__RECORDS PROVIDED__:
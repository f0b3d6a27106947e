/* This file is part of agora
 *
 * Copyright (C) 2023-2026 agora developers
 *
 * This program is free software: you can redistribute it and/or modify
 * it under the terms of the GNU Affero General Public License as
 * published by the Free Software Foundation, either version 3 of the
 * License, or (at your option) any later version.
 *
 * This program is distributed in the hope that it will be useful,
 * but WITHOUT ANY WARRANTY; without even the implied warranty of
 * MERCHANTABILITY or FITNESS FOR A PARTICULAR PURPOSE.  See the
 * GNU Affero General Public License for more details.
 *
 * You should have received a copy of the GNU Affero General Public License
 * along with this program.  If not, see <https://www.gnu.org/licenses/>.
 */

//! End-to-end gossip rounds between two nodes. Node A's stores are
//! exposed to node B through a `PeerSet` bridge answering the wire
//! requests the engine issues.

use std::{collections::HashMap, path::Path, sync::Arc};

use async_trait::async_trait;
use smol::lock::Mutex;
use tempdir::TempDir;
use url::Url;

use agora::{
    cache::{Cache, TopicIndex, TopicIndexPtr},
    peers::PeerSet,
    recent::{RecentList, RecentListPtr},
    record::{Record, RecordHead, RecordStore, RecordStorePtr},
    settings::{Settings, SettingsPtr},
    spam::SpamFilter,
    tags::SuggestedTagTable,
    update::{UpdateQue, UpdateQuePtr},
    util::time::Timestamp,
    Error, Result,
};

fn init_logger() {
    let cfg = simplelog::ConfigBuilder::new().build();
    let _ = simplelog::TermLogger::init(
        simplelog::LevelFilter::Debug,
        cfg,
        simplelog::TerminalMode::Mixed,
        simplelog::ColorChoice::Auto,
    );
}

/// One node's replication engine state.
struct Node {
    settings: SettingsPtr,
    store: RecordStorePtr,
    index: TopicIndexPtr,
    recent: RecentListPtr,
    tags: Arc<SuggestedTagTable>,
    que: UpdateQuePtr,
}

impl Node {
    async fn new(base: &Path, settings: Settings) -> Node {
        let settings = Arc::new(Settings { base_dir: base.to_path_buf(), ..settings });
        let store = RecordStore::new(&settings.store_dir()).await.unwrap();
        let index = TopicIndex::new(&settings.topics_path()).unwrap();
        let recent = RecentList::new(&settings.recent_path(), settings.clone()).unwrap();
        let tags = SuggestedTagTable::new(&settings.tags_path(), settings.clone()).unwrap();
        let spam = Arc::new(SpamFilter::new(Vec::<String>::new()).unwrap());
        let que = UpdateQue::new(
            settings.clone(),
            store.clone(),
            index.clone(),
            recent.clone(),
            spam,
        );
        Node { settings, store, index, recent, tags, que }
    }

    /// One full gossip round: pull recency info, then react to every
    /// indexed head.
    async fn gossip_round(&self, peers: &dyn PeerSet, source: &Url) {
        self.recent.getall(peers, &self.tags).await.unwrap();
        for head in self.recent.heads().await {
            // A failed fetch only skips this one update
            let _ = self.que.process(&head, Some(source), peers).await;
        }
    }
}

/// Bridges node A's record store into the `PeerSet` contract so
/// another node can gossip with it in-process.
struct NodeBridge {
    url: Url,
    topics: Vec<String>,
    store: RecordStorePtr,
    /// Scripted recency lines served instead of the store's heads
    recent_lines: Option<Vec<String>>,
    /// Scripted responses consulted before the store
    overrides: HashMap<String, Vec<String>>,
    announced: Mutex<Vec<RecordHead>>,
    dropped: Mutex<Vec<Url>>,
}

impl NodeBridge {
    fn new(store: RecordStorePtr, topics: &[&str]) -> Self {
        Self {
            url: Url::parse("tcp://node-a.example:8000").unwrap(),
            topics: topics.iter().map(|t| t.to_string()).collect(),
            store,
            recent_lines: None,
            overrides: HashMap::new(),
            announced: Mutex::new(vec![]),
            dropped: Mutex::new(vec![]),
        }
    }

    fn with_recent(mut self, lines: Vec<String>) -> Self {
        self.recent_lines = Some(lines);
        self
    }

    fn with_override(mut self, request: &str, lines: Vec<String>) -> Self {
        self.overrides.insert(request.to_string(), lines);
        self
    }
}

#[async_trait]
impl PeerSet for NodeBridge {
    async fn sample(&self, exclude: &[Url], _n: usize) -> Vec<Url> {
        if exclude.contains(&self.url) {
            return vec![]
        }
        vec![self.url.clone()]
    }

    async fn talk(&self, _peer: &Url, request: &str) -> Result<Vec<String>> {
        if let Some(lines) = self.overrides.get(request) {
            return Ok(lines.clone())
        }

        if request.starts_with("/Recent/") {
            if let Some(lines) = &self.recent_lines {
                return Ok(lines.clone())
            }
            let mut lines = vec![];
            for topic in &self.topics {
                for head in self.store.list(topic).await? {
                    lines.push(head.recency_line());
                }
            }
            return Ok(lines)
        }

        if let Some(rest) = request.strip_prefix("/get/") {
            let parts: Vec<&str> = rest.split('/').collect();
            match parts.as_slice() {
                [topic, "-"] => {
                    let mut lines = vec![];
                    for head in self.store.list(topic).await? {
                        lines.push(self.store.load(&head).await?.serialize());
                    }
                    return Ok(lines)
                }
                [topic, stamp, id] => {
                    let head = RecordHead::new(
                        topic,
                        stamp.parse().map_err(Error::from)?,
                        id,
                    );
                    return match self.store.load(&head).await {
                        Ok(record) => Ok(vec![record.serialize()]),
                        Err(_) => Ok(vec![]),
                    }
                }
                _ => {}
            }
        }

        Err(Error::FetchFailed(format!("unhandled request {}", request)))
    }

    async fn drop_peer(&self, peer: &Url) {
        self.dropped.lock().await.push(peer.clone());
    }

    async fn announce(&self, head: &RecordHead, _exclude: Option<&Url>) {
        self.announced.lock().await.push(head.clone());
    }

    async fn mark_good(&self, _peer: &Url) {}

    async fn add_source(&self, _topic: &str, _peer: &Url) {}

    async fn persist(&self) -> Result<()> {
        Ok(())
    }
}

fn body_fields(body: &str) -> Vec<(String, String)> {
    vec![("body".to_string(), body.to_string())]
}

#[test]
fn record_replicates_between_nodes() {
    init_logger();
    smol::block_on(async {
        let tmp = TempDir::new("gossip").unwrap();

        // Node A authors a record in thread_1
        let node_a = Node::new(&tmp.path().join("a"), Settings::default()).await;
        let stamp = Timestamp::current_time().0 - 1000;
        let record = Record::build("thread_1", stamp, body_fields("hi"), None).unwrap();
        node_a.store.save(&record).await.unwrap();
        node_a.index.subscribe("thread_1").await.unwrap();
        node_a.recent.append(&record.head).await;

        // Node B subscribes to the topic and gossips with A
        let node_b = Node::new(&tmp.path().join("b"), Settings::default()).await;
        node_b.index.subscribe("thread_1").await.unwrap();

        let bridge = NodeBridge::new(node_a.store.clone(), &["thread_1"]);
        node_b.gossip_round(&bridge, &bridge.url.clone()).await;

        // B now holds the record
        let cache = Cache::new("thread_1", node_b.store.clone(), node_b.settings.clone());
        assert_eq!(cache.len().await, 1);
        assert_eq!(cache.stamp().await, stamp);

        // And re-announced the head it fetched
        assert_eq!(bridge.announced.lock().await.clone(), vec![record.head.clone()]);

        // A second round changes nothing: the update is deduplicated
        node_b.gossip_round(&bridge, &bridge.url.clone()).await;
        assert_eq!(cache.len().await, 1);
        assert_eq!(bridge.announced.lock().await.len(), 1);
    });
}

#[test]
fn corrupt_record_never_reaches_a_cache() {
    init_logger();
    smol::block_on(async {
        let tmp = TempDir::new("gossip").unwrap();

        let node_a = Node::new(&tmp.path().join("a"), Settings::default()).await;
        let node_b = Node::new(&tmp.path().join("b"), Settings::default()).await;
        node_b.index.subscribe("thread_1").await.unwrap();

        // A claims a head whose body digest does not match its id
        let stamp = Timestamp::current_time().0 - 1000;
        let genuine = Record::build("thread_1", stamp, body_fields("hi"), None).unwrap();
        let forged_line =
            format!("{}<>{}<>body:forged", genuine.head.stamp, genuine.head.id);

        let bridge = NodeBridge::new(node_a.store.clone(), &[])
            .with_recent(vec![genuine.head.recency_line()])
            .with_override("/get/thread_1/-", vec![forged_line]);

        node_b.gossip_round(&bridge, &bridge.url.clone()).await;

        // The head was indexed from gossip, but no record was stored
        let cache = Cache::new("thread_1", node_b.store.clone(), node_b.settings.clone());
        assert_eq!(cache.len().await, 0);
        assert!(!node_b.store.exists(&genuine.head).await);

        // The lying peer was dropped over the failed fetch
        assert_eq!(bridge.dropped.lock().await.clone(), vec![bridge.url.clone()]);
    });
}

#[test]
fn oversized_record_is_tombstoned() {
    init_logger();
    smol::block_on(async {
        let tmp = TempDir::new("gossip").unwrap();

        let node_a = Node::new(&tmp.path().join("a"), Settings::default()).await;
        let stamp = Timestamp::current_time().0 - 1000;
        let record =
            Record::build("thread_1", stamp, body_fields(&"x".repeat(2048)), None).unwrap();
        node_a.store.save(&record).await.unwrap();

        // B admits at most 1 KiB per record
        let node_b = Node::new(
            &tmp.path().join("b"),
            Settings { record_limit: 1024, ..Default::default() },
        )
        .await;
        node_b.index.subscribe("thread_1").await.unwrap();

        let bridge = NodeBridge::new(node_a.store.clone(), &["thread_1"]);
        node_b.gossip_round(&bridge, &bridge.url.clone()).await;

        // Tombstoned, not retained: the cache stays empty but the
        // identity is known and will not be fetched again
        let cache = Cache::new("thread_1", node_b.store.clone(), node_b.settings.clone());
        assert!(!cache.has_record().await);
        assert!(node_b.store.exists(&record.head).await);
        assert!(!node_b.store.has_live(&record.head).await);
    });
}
---
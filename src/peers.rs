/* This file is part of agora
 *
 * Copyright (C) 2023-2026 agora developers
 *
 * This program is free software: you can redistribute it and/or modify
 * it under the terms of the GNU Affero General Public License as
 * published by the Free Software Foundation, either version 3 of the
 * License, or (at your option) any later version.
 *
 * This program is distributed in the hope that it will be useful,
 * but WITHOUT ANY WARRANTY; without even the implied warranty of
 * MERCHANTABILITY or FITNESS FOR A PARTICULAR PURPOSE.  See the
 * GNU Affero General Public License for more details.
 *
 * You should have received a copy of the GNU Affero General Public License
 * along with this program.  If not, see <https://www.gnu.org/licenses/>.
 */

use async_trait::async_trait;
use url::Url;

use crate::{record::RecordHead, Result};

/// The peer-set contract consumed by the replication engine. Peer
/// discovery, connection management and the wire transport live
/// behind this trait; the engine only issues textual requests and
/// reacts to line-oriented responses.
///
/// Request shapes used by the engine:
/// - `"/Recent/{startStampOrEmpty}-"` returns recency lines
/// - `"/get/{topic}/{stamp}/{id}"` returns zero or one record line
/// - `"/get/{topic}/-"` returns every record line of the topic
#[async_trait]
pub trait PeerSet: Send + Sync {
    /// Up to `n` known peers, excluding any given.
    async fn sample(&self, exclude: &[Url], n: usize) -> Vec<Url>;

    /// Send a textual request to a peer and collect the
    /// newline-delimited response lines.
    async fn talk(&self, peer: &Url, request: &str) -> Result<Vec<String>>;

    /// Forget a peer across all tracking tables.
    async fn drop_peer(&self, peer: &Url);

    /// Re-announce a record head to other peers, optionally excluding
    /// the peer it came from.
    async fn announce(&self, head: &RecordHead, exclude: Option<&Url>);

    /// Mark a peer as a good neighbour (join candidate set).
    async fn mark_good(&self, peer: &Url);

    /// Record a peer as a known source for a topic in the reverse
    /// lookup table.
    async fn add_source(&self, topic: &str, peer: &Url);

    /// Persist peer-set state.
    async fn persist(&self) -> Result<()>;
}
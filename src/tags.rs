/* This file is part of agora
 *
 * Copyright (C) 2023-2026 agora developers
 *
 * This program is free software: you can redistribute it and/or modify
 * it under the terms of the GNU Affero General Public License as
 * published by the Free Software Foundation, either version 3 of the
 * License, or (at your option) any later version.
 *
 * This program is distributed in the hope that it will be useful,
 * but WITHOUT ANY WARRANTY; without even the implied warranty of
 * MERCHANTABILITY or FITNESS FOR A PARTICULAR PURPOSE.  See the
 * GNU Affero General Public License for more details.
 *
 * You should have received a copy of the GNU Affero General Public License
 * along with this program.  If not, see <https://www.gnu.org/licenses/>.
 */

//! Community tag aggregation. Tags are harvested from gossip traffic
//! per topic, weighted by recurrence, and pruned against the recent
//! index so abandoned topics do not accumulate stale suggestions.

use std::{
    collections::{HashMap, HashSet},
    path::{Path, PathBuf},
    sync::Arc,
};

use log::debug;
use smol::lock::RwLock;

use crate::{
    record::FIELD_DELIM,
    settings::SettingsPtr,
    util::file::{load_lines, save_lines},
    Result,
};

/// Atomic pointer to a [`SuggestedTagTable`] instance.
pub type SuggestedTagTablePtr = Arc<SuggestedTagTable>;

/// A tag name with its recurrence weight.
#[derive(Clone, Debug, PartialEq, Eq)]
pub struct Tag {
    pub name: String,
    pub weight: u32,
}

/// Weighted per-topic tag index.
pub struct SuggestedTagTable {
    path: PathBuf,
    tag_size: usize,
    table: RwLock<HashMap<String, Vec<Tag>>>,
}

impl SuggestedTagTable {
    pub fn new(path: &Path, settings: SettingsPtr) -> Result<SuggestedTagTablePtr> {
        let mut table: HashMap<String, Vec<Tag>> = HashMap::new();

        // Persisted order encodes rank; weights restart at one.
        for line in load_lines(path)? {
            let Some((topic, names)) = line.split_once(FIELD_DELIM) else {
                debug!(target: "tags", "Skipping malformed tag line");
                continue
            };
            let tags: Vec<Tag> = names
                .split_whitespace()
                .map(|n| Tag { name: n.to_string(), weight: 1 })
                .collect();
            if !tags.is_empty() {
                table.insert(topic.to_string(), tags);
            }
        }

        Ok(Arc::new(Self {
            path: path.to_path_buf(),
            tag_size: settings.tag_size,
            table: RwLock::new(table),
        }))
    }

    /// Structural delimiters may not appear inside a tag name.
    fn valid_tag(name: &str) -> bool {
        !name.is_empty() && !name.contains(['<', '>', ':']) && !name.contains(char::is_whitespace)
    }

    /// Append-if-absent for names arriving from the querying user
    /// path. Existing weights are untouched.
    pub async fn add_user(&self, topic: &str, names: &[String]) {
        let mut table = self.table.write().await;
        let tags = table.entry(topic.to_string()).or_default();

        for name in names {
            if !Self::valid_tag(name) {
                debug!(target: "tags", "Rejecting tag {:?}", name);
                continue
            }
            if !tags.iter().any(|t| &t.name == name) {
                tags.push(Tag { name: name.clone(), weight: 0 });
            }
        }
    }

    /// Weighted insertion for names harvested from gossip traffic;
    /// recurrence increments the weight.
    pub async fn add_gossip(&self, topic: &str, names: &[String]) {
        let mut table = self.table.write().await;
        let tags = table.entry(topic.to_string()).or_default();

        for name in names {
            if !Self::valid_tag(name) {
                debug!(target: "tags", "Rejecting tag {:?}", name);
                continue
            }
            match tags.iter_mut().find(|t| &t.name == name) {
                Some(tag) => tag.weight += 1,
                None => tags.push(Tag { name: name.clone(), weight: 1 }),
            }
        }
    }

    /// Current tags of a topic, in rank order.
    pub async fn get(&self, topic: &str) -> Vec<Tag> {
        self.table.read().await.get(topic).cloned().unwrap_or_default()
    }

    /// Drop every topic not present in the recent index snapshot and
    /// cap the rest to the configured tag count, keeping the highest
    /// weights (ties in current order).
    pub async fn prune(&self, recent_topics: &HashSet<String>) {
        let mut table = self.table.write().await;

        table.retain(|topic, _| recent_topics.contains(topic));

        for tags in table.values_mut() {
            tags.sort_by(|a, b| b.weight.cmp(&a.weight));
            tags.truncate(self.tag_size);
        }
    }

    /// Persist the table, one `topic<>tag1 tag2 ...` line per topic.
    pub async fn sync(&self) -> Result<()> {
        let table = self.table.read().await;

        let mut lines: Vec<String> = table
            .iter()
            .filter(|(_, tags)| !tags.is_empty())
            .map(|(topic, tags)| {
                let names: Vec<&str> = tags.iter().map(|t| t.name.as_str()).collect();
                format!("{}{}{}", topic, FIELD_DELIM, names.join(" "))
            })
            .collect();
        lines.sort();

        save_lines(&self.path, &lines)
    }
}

__PROBLEM DESCRIPTION__: Each line with "announced" in it must be identified and copied from the material.

__RESULT OF THE TASK__:
    announced: Mutex<Vec<RecordHead>>,
            announced: Mutex::new(vec![]),
        self.announced.lock().await.push(head.clone());
        // And re-announced the head it fetched
        assert_eq!(bridge.announced.lock().await.clone(), vec![record.head.clone()]);
        assert_eq!(bridge.announced.lock().await.len(), 1);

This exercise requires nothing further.